What to produce = Pull every line holding the word "body" from the data below and copy it.

───── Dataset excerpts ─────

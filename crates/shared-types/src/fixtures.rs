//! # Ledger Fixtures
//!
//! Builders for consistent `LedgerCloseMeta` values in tests. Results are
//! keyed by the real network-scoped envelope hash, so metas built here read
//! back exactly as a node would have produced them.

use sha2::{Digest, Sha256};

use crate::entities::*;

/// Passphrase the builders hash with unless told otherwise.
pub const TEST_PASSPHRASE: &str = "Test SDF Network ; September 2015";

/// Deterministic account id for `byte`.
pub fn account(byte: u8) -> AccountId {
    [byte; 32]
}

/// A native payment to `account(0xBB)`.
pub fn payment_op(amount: i64) -> Operation {
    Operation {
        source_account: None,
        body: OperationBody::Payment {
            destination: account(0xBB),
            asset: Asset::Native,
            amount,
        },
    }
}

fn payments(count: usize) -> Vec<Operation> {
    (0..count).map(|i| payment_op(i as i64 + 1)).collect()
}

/// Plain v1 transaction with `op_count` payments. `seq_num` keeps hashes distinct.
pub fn plain_tx(seq_num: i64, op_count: usize) -> TransactionEnvelope {
    TransactionEnvelope::Tx(TransactionV1Envelope {
        tx: Transaction {
            source_account: account(0xAA),
            fee: 100 * op_count as u32,
            seq_num,
            operations: payments(op_count),
            ext: TransactionExt::V0,
        },
        signatures: vec![],
    })
}

/// Legacy v0 transaction with `op_count` payments.
pub fn legacy_tx(seq_num: i64, op_count: usize) -> TransactionEnvelope {
    TransactionEnvelope::TxV0(TransactionV0Envelope {
        tx: TransactionV0 {
            source_account_ed25519: account(0xAA),
            fee: 100 * op_count as u32,
            seq_num,
            operations: payments(op_count),
        },
        signatures: vec![],
    })
}

/// Single-operation contract invocation carrying resource data.
pub fn soroban_tx(
    seq_num: i64,
    resource_fee: i64,
    instructions: u32,
    read_bytes: u32,
    write_bytes: u32,
) -> TransactionEnvelope {
    TransactionEnvelope::Tx(TransactionV1Envelope {
        tx: Transaction {
            source_account: account(0xAA),
            fee: 100 + resource_fee as u32,
            seq_num,
            operations: vec![Operation {
                source_account: None,
                body: OperationBody::InvokeHostFunction {
                    contract_id: [0xCC; 32],
                    function_name: "transfer".to_string(),
                },
            }],
            ext: TransactionExt::V1(SorobanTransactionData {
                resources: SorobanResources {
                    instructions,
                    read_bytes,
                    write_bytes,
                },
                resource_fee,
            }),
        },
        signatures: vec![],
    })
}

/// Wrap a plain v1 envelope in a fee-bump paid by `account(0xFE)`.
///
/// # Panics
///
/// If `inner` is not a v1 envelope; fee-bumps cannot wrap anything else.
pub fn fee_bump(inner: TransactionEnvelope, fee: i64) -> TransactionEnvelope {
    let TransactionEnvelope::Tx(inner) = inner else {
        panic!("fee-bump inner transaction must be a v1 envelope");
    };
    TransactionEnvelope::FeeBump(FeeBumpTransactionEnvelope {
        tx: FeeBumpTransaction {
            fee_source: account(0xFE),
            fee,
            inner_tx: FeeBumpInnerTx::Tx(inner),
        },
        signatures: vec![],
    })
}

/// Builds a `LedgerCloseMeta` one transaction at a time.
#[derive(Debug, Clone)]
pub struct LedgerBuilder {
    passphrase: String,
    header: LedgerHeader,
    tx_set: Vec<TransactionEnvelope>,
    tx_processing: Vec<TransactionResultMeta>,
    unknown_counter: u32,
}

impl LedgerBuilder {
    /// Empty ledger `sequence` closing at `1_700_000_000 + 5 * sequence`.
    pub fn new(sequence: u32) -> Self {
        Self {
            passphrase: TEST_PASSPHRASE.to_string(),
            header: LedgerHeader {
                ledger_seq: sequence,
                previous_ledger_hash: [0u8; 32],
                close_time: 1_700_000_000 + 5 * u64::from(sequence),
                base_fee: 100,
                base_reserve: 5_000_000,
                protocol_version: 21,
            },
            tx_set: Vec::new(),
            tx_processing: Vec::new(),
            unknown_counter: 0,
        }
    }

    /// Hash envelopes for `passphrase` instead of the test network.
    pub fn on_network(mut self, passphrase: &str) -> Self {
        self.passphrase = passphrase.to_string();
        self
    }

    pub fn with_close_time(mut self, close_time: u64) -> Self {
        self.header.close_time = close_time;
        self
    }

    pub fn with_base_fee(mut self, base_fee: u32) -> Self {
        self.header.base_fee = base_fee;
        self
    }

    /// Include `envelope` with a result of `code` charging `fee_charged`.
    pub fn with_transaction(
        mut self,
        envelope: TransactionEnvelope,
        code: TransactionResultCode,
        fee_charged: i64,
    ) -> Self {
        let hash = envelope
            .hash(&network_id(&self.passphrase))
            .expect("fixture envelopes always serialize");
        self.tx_set.push(envelope);
        self.tx_processing.push(TransactionResultMeta {
            transaction_hash: hash,
            result: TransactionResult { fee_charged, code },
        });
        self
    }

    /// Include `envelope` as successfully applied. Fee-bumps get the
    /// inner-success code.
    pub fn with_success(self, envelope: TransactionEnvelope, fee_charged: i64) -> Self {
        let code = match envelope.envelope_type() {
            EnvelopeType::TxFeeBump => TransactionResultCode::TxFeeBumpInnerSuccess,
            EnvelopeType::Tx | EnvelopeType::TxV0 => TransactionResultCode::TxSuccess,
        };
        self.with_transaction(envelope, code, fee_charged)
    }

    /// Include `envelope` as failed. Fee-bumps get the inner-failed code.
    pub fn with_failure(self, envelope: TransactionEnvelope, fee_charged: i64) -> Self {
        let code = match envelope.envelope_type() {
            EnvelopeType::TxFeeBump => TransactionResultCode::TxFeeBumpInnerFailed,
            EnvelopeType::Tx | EnvelopeType::TxV0 => TransactionResultCode::TxFailed,
        };
        self.with_transaction(envelope, code, fee_charged)
    }

    /// Add a processing result whose envelope is missing from the tx set.
    pub fn with_unknown_result(mut self, fee_charged: i64) -> Self {
        self.unknown_counter += 1;
        let mut hasher = Sha256::new();
        hasher.update(b"missing-envelope");
        hasher.update(self.header.ledger_seq.to_be_bytes());
        hasher.update(self.unknown_counter.to_be_bytes());
        self.tx_processing.push(TransactionResultMeta {
            transaction_hash: hasher.finalize().into(),
            result: TransactionResult {
                fee_charged,
                code: TransactionResultCode::TxSuccess,
            },
        });
        self
    }

    pub fn build(self) -> LedgerCloseMeta {
        let mut ledger_hasher = Sha256::new();
        ledger_hasher.update(self.header.ledger_seq.to_be_bytes());
        ledger_hasher.update(self.header.close_time.to_be_bytes());

        LedgerCloseMeta {
            version: 1,
            header: self.header,
            ledger_hash: ledger_hasher.finalize().into(),
            tx_set: self.tx_set,
            tx_processing: self.tx_processing,
        }
    }
}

─────

Expected output =
        body: OperationBody::Payment {
                body: OperationBody::InvokeHostFunction {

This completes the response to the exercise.